In quel momento capì una cosa: non poteva più permettersi di crollare. Non per Marco. Non per Paola. Solo Luca contava.
Dal corridoio si sentì la voce di Marco:
— Dove sono i miei documenti? Non li trovo!
Giulia chiuse gli occhi per un istante, poi rispose con calma:
— Nel cassetto della scrivania.
Si sentì il cassetto aprirsi, poi un sospiro irritato.
— E la carta?
Giulia strinse Luca più forte.
— L’ho bloccata.
Silenzio.
Dopo un attimo Marco apparve sulla soglia.
— Cosa hai fatto?
Giulia lo guardò dritto negli occhi. Per la prima volta senza paura.
— Ho bloccato i conti comuni. E ho avviato la separazione dei fondi.
— Sei impazzita?! — esplose lui.
— No. Mi sono svegliata.
Dietro di lui comparve Paola, con il solito sguardo altezzoso.
— Vuoi ricattarci?
Giulia accennò un sorriso.
— No. Ve ne andate. Senza portarvi via nulla che non vi appartiene.
Marco fece un passo avanti.
— Metà è mia.
— Lo deciderà un giudice, — rispose lei con calma. — Con test del DNA incluso, se vuoi. Ma fino ad allora, niente esce da questa casa.
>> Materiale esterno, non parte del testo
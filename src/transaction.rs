//! The master transaction engine: one clocked state walk per call, from an
//! idle bus back to an idle bus.
//!
//! [`perform`] is the only entry point. It owns the whole phase sequence —
//! address phase, turnaround, DEVSEL#/TRDY# waits, data phase, recovery —
//! and never suspends partway through: once called it runs the bus to a
//! defined outcome before returning, with no cooperative yield points.

use embedded_hal::digital::OutputPin;

use crate::command::{ByteEnable, Command};
use crate::control;
use crate::error::FaultError;
use crate::pins::{ParityPin, Pins, WideBus, WideOutBus};

/// How many clocks after FRAME# the target has to assert DEVSEL#.
const DEVSEL_TIMEOUT: u32 = 4;

/// How many further clocks the target then has to assert TRDY#.
const TRDY_TIMEOUT: u32 = 12;

/// The value a read returns on Master-Abort or Target-Abort, bit-exact with
/// the PCI convention that lets a caller detect "no device" from config
/// register 0.
pub const ABORT_DATA: u32 = 0xFFFF_FFFF;

/// Whether this transaction moves data master→target or target→master.
#[derive(Debug, Clone, Copy, PartialEq, Eq)]
pub enum Mode {
    Read,
    Write,
}

/// The result of a completed [`perform`] call. Only the two recoverable
/// outcomes live here: parity errors, protocol violations, and unimplemented
/// target-retry are fatal and surface as `Err(FaultError)` instead, since
/// there is nothing soft about them to report back to a caller.
#[derive(Debug, Clone, Copy, PartialEq, Eq)]
pub enum TransactionOutcome {
    /// The transaction completed normally. For a write this carries no
    /// information beyond "it happened"; callers use [`Self::data`].
    Completed(u32),
    MasterAbort,
    TargetAbort,
}

impl TransactionOutcome {
    /// The 32-bit AD value a read should report: the transferred word, or
    /// [`ABORT_DATA`] on either abort.
    pub fn data(self) -> u32 {
        match self {
            TransactionOutcome::Completed(v) => v,
            TransactionOutcome::MasterAbort | TransactionOutcome::TargetAbort => ABORT_DATA,
        }
    }
}

/// XOR of all bits of `x`: `true` when `x` has an odd number of one bits.
#[inline]
pub const fn parity(x: u32) -> bool {
    x.count_ones() % 2 == 1
}

#[inline(always)]
fn clock_rise<P: Pins>(pins: &mut P) {
    pins.clk().set_high().unwrap();
}

#[inline(always)]
fn clock_fall<P: Pins>(pins: &mut P) {
    pins.clk().set_low().unwrap();
}

#[inline(always)]
fn clock_pulse<P: Pins>(pins: &mut P) {
    clock_rise(pins);
    clock_fall(pins);
}

fn is_config(command: Command) -> bool {
    matches!(command, Command::ConfigRead | Command::ConfigWrite)
}

/// Run one complete master-initiated transaction: address phase through
/// return to idle. Fatal protocol conditions are returned as `Err` rather
/// than handled here; the caller (ordinarily [`crate::bus::Bus`]) is the one
/// that owns the decision to hand them to the fault sink.
pub fn perform<P: Pins>(
    pins: &mut P,
    address: u32,
    command: Command,
    byte_enable: ByteEnable,
    data: u32,
    mode: Mode,
) -> Result<TransactionOutcome, FaultError> {
    if control::is_asserted(pins.frame()) || control::is_asserted(pins.irdy()) {
        return Err(FaultError::ProtocolViolation("FRAME# or IRDY# asserted on idle bus"));
    }

    // --- 1. Address phase ---
    clock_pulse(pins);
    control::assert(pins.frame());
    if is_config(command) {
        pins.idsel().set_high().unwrap();
    }

    pins.ad().output_mode();
    pins.ad().set(address);
    pins.cbe().output_mode();
    pins.cbe().set(command.bits() as u32);
    let addr_par = parity(address) ^ parity(command.bits() as u32);

    // --- 2. Transition to data setup ---
    clock_rise(pins);
    let data_par = match mode {
        Mode::Read => {
            pins.ad().tristate();
            None
        }
        Mode::Write => {
            pins.ad().set(data);
            Some(parity(data) ^ parity(byte_enable.bits() as u32))
        }
    };
    pins.cbe().set(byte_enable.bits() as u32);

    clock_fall(pins);
    control::assert(pins.irdy());
    control::deassert_phase1(pins.frame());
    if is_config(command) {
        pins.idsel().set_low().unwrap();
    }
    pins.par().output_mode();
    pins.par().set(addr_par);

    // --- 3. Wait for DEVSEL# (<=4 additional clocks) ---
    let mut devsel_seen = control::is_asserted(pins.devsel());
    let mut remaining = DEVSEL_TIMEOUT;
    while !devsel_seen {
        clock_rise(pins);
        match mode {
            Mode::Read => pins.par().tristate(),
            Mode::Write => pins.par().set(data_par.unwrap()),
        }
        clock_fall(pins);
        remaining -= 1;
        if remaining == 0 {
            return recover(pins, TransactionOutcome::MasterAbort);
        }
        devsel_seen = control::is_asserted(pins.devsel());
    }

    // --- 4. Wait for TRDY# (<=12 additional clocks) ---
    let mut remaining = TRDY_TIMEOUT;
    while !control::is_asserted(pins.trdy()) {
        if control::is_asserted(pins.stop()) {
            return if control::is_asserted(pins.devsel()) {
                Err(FaultError::UnimplementedRetry)
            } else {
                recover(pins, TransactionOutcome::TargetAbort)
            };
        }

        clock_rise(pins);
        match mode {
            Mode::Read => pins.par().tristate(),
            Mode::Write => pins.par().set(data_par.unwrap()),
        }
        clock_fall(pins);
        remaining -= 1;
        if remaining == 0 {
            return recover(pins, TransactionOutcome::MasterAbort);
        }
    }

    // --- 5. Data phase ---
    let transferred = match mode {
        Mode::Read => {
            let value = pins.ad().get();
            clock_rise(pins);
            pins.par().tristate();
            value
        }
        Mode::Write => {
            clock_rise(pins);
            pins.par().set(data_par.unwrap());
            pins.ad().tristate();
            data
        }
    };
    control::deassert_phase1(pins.irdy());
    control::deassert_phase2(pins.frame());
    WideOutBus::tristate(pins.cbe());
    clock_fall(pins);

    // --- 6. Return to idle ---
    if mode == Mode::Read {
        let observed_par = pins.par().get();
        let expected_par = parity(transferred) ^ parity(byte_enable.bits() as u32);
        clock_rise(pins);
        control::deassert_phase2(pins.irdy());
        pins.par().tristate();
        clock_fall(pins);
        if observed_par != expected_par {
            return Err(FaultError::Parity { par: observed_par, expected: expected_par });
        }
    } else {
        clock_rise(pins);
        control::deassert_phase2(pins.irdy());
        pins.par().tristate();
        clock_fall(pins);
    }

    check_idle_postcondition(pins)?;
    Ok(TransactionOutcome::Completed(transferred))
}

/// Shared abort recovery path: release every control line the master still
/// holds via the full three-step discipline, on the defined clock, then
/// re-verify the idle postcondition before reporting `outcome` back.
fn recover<P: Pins>(pins: &mut P, outcome: TransactionOutcome) -> Result<TransactionOutcome, FaultError> {
    control::deassert_phase1(pins.irdy());
    control::deassert_phase1(pins.frame());
    WideBus::tristate(pins.ad());
    WideOutBus::tristate(pins.cbe());
    pins.par().tristate();
    clock_rise(pins);
    control::deassert_phase2(pins.irdy());
    control::deassert_phase2(pins.frame());
    clock_fall(pins);

    check_idle_postcondition(pins)?;
    Ok(outcome)
}

/// DEVSEL# and TRDY# must both be deasserted once a transaction returns to
/// idle; a violation here is fatal.
fn check_idle_postcondition<P: Pins>(pins: &mut P) -> Result<(), FaultError> {
    if control::is_asserted(pins.devsel()) || control::is_asserted(pins.trdy()) {
        return Err(FaultError::ProtocolViolation("DEVSEL# or TRDY# still asserted on return to idle"));
    }
    Ok(())
}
Per la prima volta, sul volto di Marco comparve un’ombra di incertezza. Paola reagì subito:
— Non hai alcun diritto!
— Ce l’ho, — la interruppe Giulia, sollevando leggermente il telefono. — Ho già parlato con un avvocato. E se alzate ancora la voce, chiamo la polizia.
Silenzio.
Luca si calmava tra le sue braccia. Giulia lo cullava piano, senza distogliere lo sguardo da loro.
— Fuori, — disse.
Marco la fissò a lungo. Non era più la donna in lacrime di poco prima. Era cambiata.
— Te ne pentirai, — mormorò.
— No, — rispose lei. — Ti pentirai tu.
Paola strinse le labbra, poi afferrò il braccio del figlio.
— Andiamo. Qui non abbiamo più nulla da fare.
Marco lanciò un ultimo sguardo al bambino. Questa volta non c’era disprezzo — solo un’ombra di dubbio.
Poi si voltò.
La porta d’ingresso sbatté forte.
Silenzio.
Giulia rimase ferma per qualche secondo, poi si sedette sul letto stringendo Luca.
— È finita… — sussurrò.
Ma sapeva che non era la fine. Era l’inizio.
Nei giorni successivi non pianse. Agì. Avviò le pratiche per il divorzio. Parlò con l’avvocato. Richiese ufficialmente il test del DNA — non perché avesse dubbi, ma per chiudere la questione una volta per tutte.
Quando arrivò il risultato, la verità fu esattamente quella che aveva sempre saputo: Luca era figlio di Marco.
L’avvocato annuì, soddisfatto.
— Ora ha tutto dalla sua parte.
Giulia non provò trionfo. Solo pace.
Marco cercò di tornare. Messaggi, chiamate, scuse. Dava la colpa alla madre, allo stress, a un “errore”.
Giulia non rispose.
Una sera era seduta sul pavimento con Luca, costruendo una torre di cubi. Il bambino rideva di nuovo, come se nulla fosse accaduto.
Il telefono vibrò sul tavolo.
“Mi dispiace. Ho sbagliato. Voglio rimediare.”
Giulia guardò lo schermo per qualche secondo, poi bloccò il numero.
Luca le porse un cubo.
— Mamma, più alto!
Giulia sorrise e aggiunse il cubo in cima.
— Più alto, — ripeté piano.
E per la prima volta dopo tanto tempo, sentì davvero di poter andare avanti.